Fox was also famous for his musical memory, and could instantly recall over 200 concert works. He played all concerts from memory and very rarely read from written scores even when playing alongside an orchestra.

Many organists, however, strongly criticized Fox for his unconventional interpretations of classical organ music. On his album Heavy Organ: Bach Live at Winterland, Fox defended his approach to Bach and organ music in general, in the introduction to the ubiquitous Toccata and Fugue in D minor, BWV 565, by Johann Sebastian Bach; Virgil always spoke to his audiences about Bach's reason for his compositions being his belief in Jesus and everlasting life whenever he performed his music.

There is current in our land (and several European countries) at this moment a kind of nitpicking worship of historic impotence. They say that Bach must not be interpreted and that he must have no emotion, that his notes speak for themselves. You want to know what that is? Pure unadulterated rot! Bach has the red blood. He has the communion with the people. He has all of this amazing spirit. And imagine that you could put all the music on one side of the agenda with his great interpretation and great feeling and put the greatest man of all right up on top of a dusty shelf underneath some glass case in a museum and say that he must not be interpreted! They're full of you-know-what and they're so untalented that they have to hide behind this thing because they couldn't get in the house of music any other way!

For once making a similar speech at one of his recitals, music critic Alan Rich called him "the Liberace of the organ loft", and severely took him to task in New York Magazine.

Despite (or perhaps because of) his controversial approach to organ music, Virgil Fox attained a celebrity status not unlike that of Leonard Bernstein and Glenn Gould. The New York Times said of him, 20 years after his death, "Fox could play the pipe organ like nobody's business, but that is not all that made him unforgettable to so many people across the country. He made classical organ music appeal even to audiences that normally wouldn't be expected to sit still for it."

==Honors==
Fox was a National Patron of Delta Omicron, an international professional music fraternity. He designed the 1964 Reuter Pipe Organ at Bucknell University and was awarded a Doctorate Degree. He was given Keys to the City in numerous acts of gratitude by Mayors of numerous cities.

==Death and legacy==

Fox had surgery for prostate cancer in December 1975 and later underwent radiation treatments after it was found to have metastasized. He was greatly debilitated and in considerable pain from the disease when he gave his final performance on September 26, 1980, with the Dallas Symphony. Near collapse the morning after the concert, he was rushed back to Florida by private airplane from Texas to be hospitalized near his Palm Beach home, "Casa Lagomar", and the remainder of his planned concert tour was cancelled. Fox died on October 25, 1980, followed by a private funeral held at Casa Lagomar conducted by his longtime assistant and adopted son, David Snyder. A large-scale public funeral service was subsequently held at the Crystal Cathedral in California, where Fox lay in state. His remains were cremated and his ashes are interred at Pioneer Cemetery, Dover, Illinois, next to his grandparents.

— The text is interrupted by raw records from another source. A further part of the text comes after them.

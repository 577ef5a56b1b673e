//! Parse error types.
//!
//! Failures in this crate are ordinary values carried on the returned
//! [`ParseState`](crate::ParseState), never panics or any other non-local
//! escape. This holds uniformly across all combinators, which is what makes
//! a failing [`sequence`](crate::combinator::sequence) recoverable when it
//! is nested inside a [`choice`](crate::combinator::choice).

use core::fmt;

/// The reason a parse step failed.
#[derive(Clone, Debug, PartialEq, Eq)]
#[cfg_attr(feature = "serde", derive(serde::Serialize))]
pub enum ErrorKind {
    /// The remaining input was empty when a match was attempted.
    EndOfInput,
    /// The remaining input does not start with the expected text.
    LiteralMismatch {
        /// The text the literal parser was looking for.
        expected: String,
    },
    /// The expected character class is absent at the current position.
    NoMatch {
        /// A short description of the expected pattern.
        expected: &'static str,
    },
    /// Every branch of a `choice` failed.
    NoAlternativeMatched,
    /// A `sequence` aborted at one of its sub-parsers.
    SequenceStepFailed {
        /// The zero-based position of the failing sub-parser within the
        /// sequence.
        step: usize,
        /// The failing sub-parser's own error, preserved verbatim.
        cause: Box<Error>,
    },
}

/// A parse error, locating an [`ErrorKind`] at the input position where the
/// failure occurred.
///
/// A run only ever reports its *first* failure: once a state has failed,
/// every remaining step passes it through untouched.
#[derive(Clone, Debug, PartialEq, Eq)]
#[cfg_attr(feature = "serde", derive(serde::Serialize))]
pub struct Error {
    index: usize,
    kind: ErrorKind,
}

impl Error {
    /// Create a new error at the given input position.
    pub fn at(index: usize, kind: ErrorKind) -> Self {
        Self { index, kind }
    }

    /// The byte offset at which the failure occurred.
    pub fn index(&self) -> usize {
        self.index
    }

    /// The reason for the failure.
    pub fn kind(&self) -> &ErrorKind {
        &self.kind
    }
}

impl fmt::Display for Error {
    fn fmt(&self, f: &mut fmt::Formatter<'_>) -> fmt::Result {
        match &self.kind {
            ErrorKind::EndOfInput => {
                write!(f, "unexpected end of input at {}", self.index)
            }
            ErrorKind::LiteralMismatch { expected } => {
                write!(f, "expected {:?} at {}", expected, self.index)
            }
            ErrorKind::NoMatch { expected } => {
                write!(f, "expected {} at {}", expected, self.index)
            }
            ErrorKind::NoAlternativeMatched => {
                write!(f, "no alternative matched at {}", self.index)
            }
            ErrorKind::SequenceStepFailed { step, cause } => {
                write!(f, "sequence step {} failed: {}", step, cause)
            }
        }
    }
}

impl std::error::Error for Error {
    fn source(&self) -> Option<&(dyn std::error::Error + 'static)> {
        match &self.kind {
            ErrorKind::SequenceStepFailed { cause, .. } => Some(&**cause),
            _ => None,
        }
    }
}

In a sign of continued recognition unusual for a performer (as distinct from a composer), Virgil Fox memorial recitals and concerts have been staged years after his death. In May 1990, for example, a Virgil Fox Memorial Concert was given at the Crystal Cathedral organ by Frederick Swann, who was his successor at Riverside Church. On what would have been Fox's 80th birthday, a special tribute in his memory was broadcast by KBYU-FM in Provo, Utah. Entitled Virgil Fox: American Virtuoso, the May 3, 1992, radio program, produced almost twelve years after his death, included an excerpt of Swann's Crystal Cathedral memorial of 1990 and highlighted a virtuoso performance of Joseph Jongen's Symphonie Concertante by Fox in Tokyo, Japan, recorded fifteen years previously. Also that month, an "Organ Greats Virgil Fox and E. Power Biggs" concert was held at the Library of Congress in Washington, D.C. In 2012, the centennial year of his birth, a tribute to Fox was included in an organ concert held at a church in Vancouver, Canada. Many of his recordings have been re-mastered and are widely available on compact discs, as well as regularly heard on radio programs featuring organ music, such as Pipedreams and Sacred Classics.

A compilation of Fox's arrangements of organ works by J. S. Bach, George Frideric Handel, Franz Liszt, Camille Saint-Saens and Richard Wagner was published by Alfred Music Publishing in 1994. At the Organ with Virgil Fox contains several musical scores of some of Fox's most frequently performed works along with his markings, registrations, and transcriptions for students of the organ.

Biographies written about Fox after his death include the controversial Virgil Fox (The Dish): An Irreverent Biography of the Great American Organist (2001) by his former manager, Richard Torrence (2001), and Virgil Fox — His real life... with secrets you never knew (2020) by David Snyder. The Virgil Fox Society, formed to perpetuate his memory, established the Virgil Fox Scholarship under the auspices of the American Guild of Organists in 2002.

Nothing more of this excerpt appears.